## What is being asked
Every line with the string "derive" in it belongs in your answer, so copy them all from the data.

------------------------------------------------------------------------

//! Tappable log streams.
//!
//! A [`LogTapper`] wraps a sink capturer and exposes its stdout/stderr as
//! [`MultiWriter`]s. A tap is an in-memory pipe whose write half lives in
//! the multiwriter's secondary set; the read half is handed to the caller
//! as a [`LogTap`]. Bytes written before the tap was created are never
//! observed by it.

use crate::constants::TAP_PIPE_CAPACITY;
use crate::logs::{LogCapturer, MultiWriter, StreamWriter, WriterId};
use async_trait::async_trait;
use std::collections::HashSet;
use std::io;
use std::pin::Pin;
use std::sync::Arc;
use std::task::{Context, Poll};
use tokio::io::{AsyncRead, DuplexStream, ReadBuf};
use tracing::debug;

#[derive(Debug, Clone, Copy, PartialEq, Eq, Hash)]
enum TapKind {
    Stdout,
    Stderr,
}

struct TapperInner {
    stdout: Arc<MultiWriter>,
    stderr: Arc<MultiWriter>,
    sink: Arc<dyn LogCapturer>,
    taps: tokio::sync::Mutex<HashSet<(TapKind, WriterId)>>,
}

impl TapperInner {
    fn multiwriter(&self, kind: TapKind) -> &Arc<MultiWriter> {
        match kind {
            TapKind::Stdout => &self.stdout,
            TapKind::Stderr => &self.stderr,
        }
    }

    /// Detaches a tap's write half; a reader still blocked on the pipe
    /// observes EOF. Removing an already-removed tap is a no-op.
    async fn remove_tap(&self, kind: TapKind, id: WriterId) {
        let was_tracked = self.taps.lock().await.remove(&(kind, id));
        if was_tracked {
            self.multiwriter(kind).remove_writer(id).await;
        }
    }

    async fn remove_all_taps(&self) {
        let taps: Vec<_> = self.taps.lock().await.drain().collect();
        for (kind, id) in taps {
            self.multiwriter(kind).remove_writer(id).await;
        }
    }
}

/// A named log stream whose stdout/stderr can be tapped while live.
///
/// Cloning shares the underlying stream.
#[derive(Clone)]
pub struct LogTapper {
    inner: Arc<TapperInner>,
}

impl LogTapper {
    /// Wraps a sink capturer in tappable multiwriters.
    pub fn new(sink: Arc<dyn LogCapturer>) -> LogTapper {
        LogTapper {
            inner: Arc::new(TapperInner {
                stdout: Arc::new(MultiWriter::new(sink.stdout())),
                stderr: Arc::new(MultiWriter::new(sink.stderr())),
                sink,
                taps: tokio::sync::Mutex::new(HashSet::new()),
            }),
        }
    }

    /// A fresh read handle over stdout. Observes only subsequent writes.
    pub async fn tap_stdout(&self) -> LogTap {
        self.add_tap(TapKind::Stdout).await
    }

    /// A fresh read handle over stderr. Observes only subsequent writes.
    pub async fn tap_stderr(&self) -> LogTap {
        self.add_tap(TapKind::Stderr).await
    }

    async fn add_tap(&self, kind: TapKind) -> LogTap {
        let (write_half, read_half) = tokio::io::duplex(TAP_PIPE_CAPACITY);
        let id = self
            .inner
            .multiwriter(kind)
            .add_writer(Box::new(write_half))
            .await;
        self.inner.taps.lock().await.insert((kind, id));
        LogTap {
            reader: read_half,
            tapper: self.inner.clone(),
            kind,
            id,
        }
    }

    /// Closes every outstanding tap, then the underlying sink.
    pub async fn close(&self) -> io::Result<()> {
        self.inner.remove_all_taps().await;
        self.inner.sink.close().await
    }
}

#[async_trait]
impl LogCapturer for LogTapper {
    fn stdout(&self) -> Arc<dyn StreamWriter> {
        self.inner.stdout.clone()
    }

    fn stderr(&self) -> Arc<dyn StreamWriter> {
        self.inner.stderr.clone()
    }

    async fn close(&self) -> io::Result<()> {
        LogTapper::close(self).await
    }
}

/// A transient read handle over one side of a log stream.
///
/// Reads block until data arrives and return EOF once the tap (or its
/// tapper) is closed. Dropping a tap without closing it leaves the write
/// half in place until the next write fails against the dead pipe, at
/// which point the multiwriter evicts it.
pub struct LogTap {
    reader: DuplexStream,
    tapper: Arc<TapperInner>,
    kind: TapKind,
    id: WriterId,
}

impl LogTap {
    /// Detaches the tap from its stream.
    pub async fn close(self) {
        let LogTap {
            reader,
            tapper,
            kind,
            id,
        } = self;
        // Release the read half first: a writer blocked on a full pipe
        // fails with a broken pipe and gets evicted instead of holding
        // the secondary set locked against this removal.
        drop(reader);
        debug!("closing tap {:?}", id);
        tapper.remove_tap(kind, id).await;
    }
}

impl AsyncRead for LogTap {
    fn poll_read(
        mut self: Pin<&mut Self>,
        cx: &mut Context<'_>,
        buf: &mut ReadBuf<'_>,
    ) -> Poll<io::Result<()>> {
        match Pin::new(&mut self.reader).poll_read(cx, buf) {
            // A torn-down pipe reads as end-of-stream.
            Poll::Ready(Err(e)) if e.kind() == io::ErrorKind::BrokenPipe => Poll::Ready(Ok(())),
            other => other,
        }
    }
}
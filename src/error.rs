//! Error types for the orchestrator.

use std::path::PathBuf;

/// Result type alias for orchestrator operations.
pub type Result<T> = std::result::Result<T, Error>;

/// Errors that can occur while planning, building, or running test suites.
#[derive(Debug, thiserror::Error)]
pub enum Error {
    // =========================================================================
    // Configuration Errors
    // =========================================================================
    /// Failed to parse an image reference.
    #[error("invalid image reference '{reference}': {reason}")]
    InvalidReference { reference: String, reason: String },

    /// Suite configuration is invalid.
    #[error("invalid configuration: {0}")]
    InvalidConfig(String),

    /// Suite configuration file could not be read or parsed.
    #[error("failed to load suite configuration {path}: {reason}")]
    ConfigLoadFailed { path: PathBuf, reason: String },

    /// Version string did not parse.
    #[error("invalid version '{0}'")]
    InvalidVersion(String),

    // =========================================================================
    // Engine Errors
    // =========================================================================
    /// The container engine could not be reached or rejected the call.
    #[error("engine unreachable: {0}")]
    EngineUnreachable(String),

    /// An engine operation failed.
    #[error("engine {operation} failed: {reason}")]
    EngineOperationFailed { operation: String, reason: String },

    /// A required image does not exist locally and cannot be pulled.
    #[error("image missing: {reference}: {reason}")]
    ImageMissing { reference: String, reason: String },

    /// Image build failed.
    #[error("image build failed: {0}")]
    BuildFailed(String),

    // =========================================================================
    // Cache Errors
    // =========================================================================
    /// No cache entry for the fingerprint. Drives a rebuild, never fatal.
    #[error("no cached image for {fingerprint}")]
    CacheEntryNotFound { fingerprint: String },

    /// Cache write failed.
    #[error("failed to write cache entry: {0}")]
    CacheWriteFailed(String),

    // =========================================================================
    // Runner Errors
    // =========================================================================
    /// A setup or test script exited non-zero.
    #[error("script '{command}' failed with exit code {code}")]
    ScriptFailed { command: String, code: i32 },

    /// A script could not be started at all.
    #[error("could not start script '{command}': {reason}")]
    ScriptStartFailed { command: String, reason: String },

    /// The nested daemon never became reachable.
    #[error("daemon startup failed: {0}")]
    DaemonStartFailed(String),

    /// Image reconciliation against the nested daemon failed.
    #[error("image sync failed: {0}")]
    SyncFailed(String),

    /// Aggregate test failure across instances.
    #[error("test failure: {failed} of {ran} tests failed")]
    TestsFailed { failed: usize, ran: usize },

    // =========================================================================
    // Log Routing Errors
    // =========================================================================
    /// Operation on a router that has been shut down.
    #[error("log router is shut down")]
    RouterClosed,

    /// Named log stream does not exist.
    #[error("log stream does not exist: {0}")]
    StreamNotFound(String),

    /// Forwarding a log stream failed.
    #[error("log forward '{name}' failed: {reason}")]
    ForwardFailed { name: String, reason: String },

    // =========================================================================
    // I/O Errors
    // =========================================================================
    /// Generic I/O error.
    #[error("I/O error: {0}")]
    Io(#[from] std::io::Error),

    /// Serialization error.
    #[error("serialization error: {0}")]
    Serialization(String),

    /// Operation cancelled via the cancellation token.
    #[error("operation cancelled")]
    Cancelled,
}

impl Error {
    /// True for the typed cache miss, which drives a rebuild.
    pub fn is_cache_miss(&self) -> bool {
        matches!(self, Error::CacheEntryNotFound { .. })
    }
}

------------------------------------------------------------------------

## Written response
#[derive(Debug, Clone, Copy, PartialEq, Eq, Hash)]
#[derive(Clone)]
#[derive(Debug, thiserror::Error)]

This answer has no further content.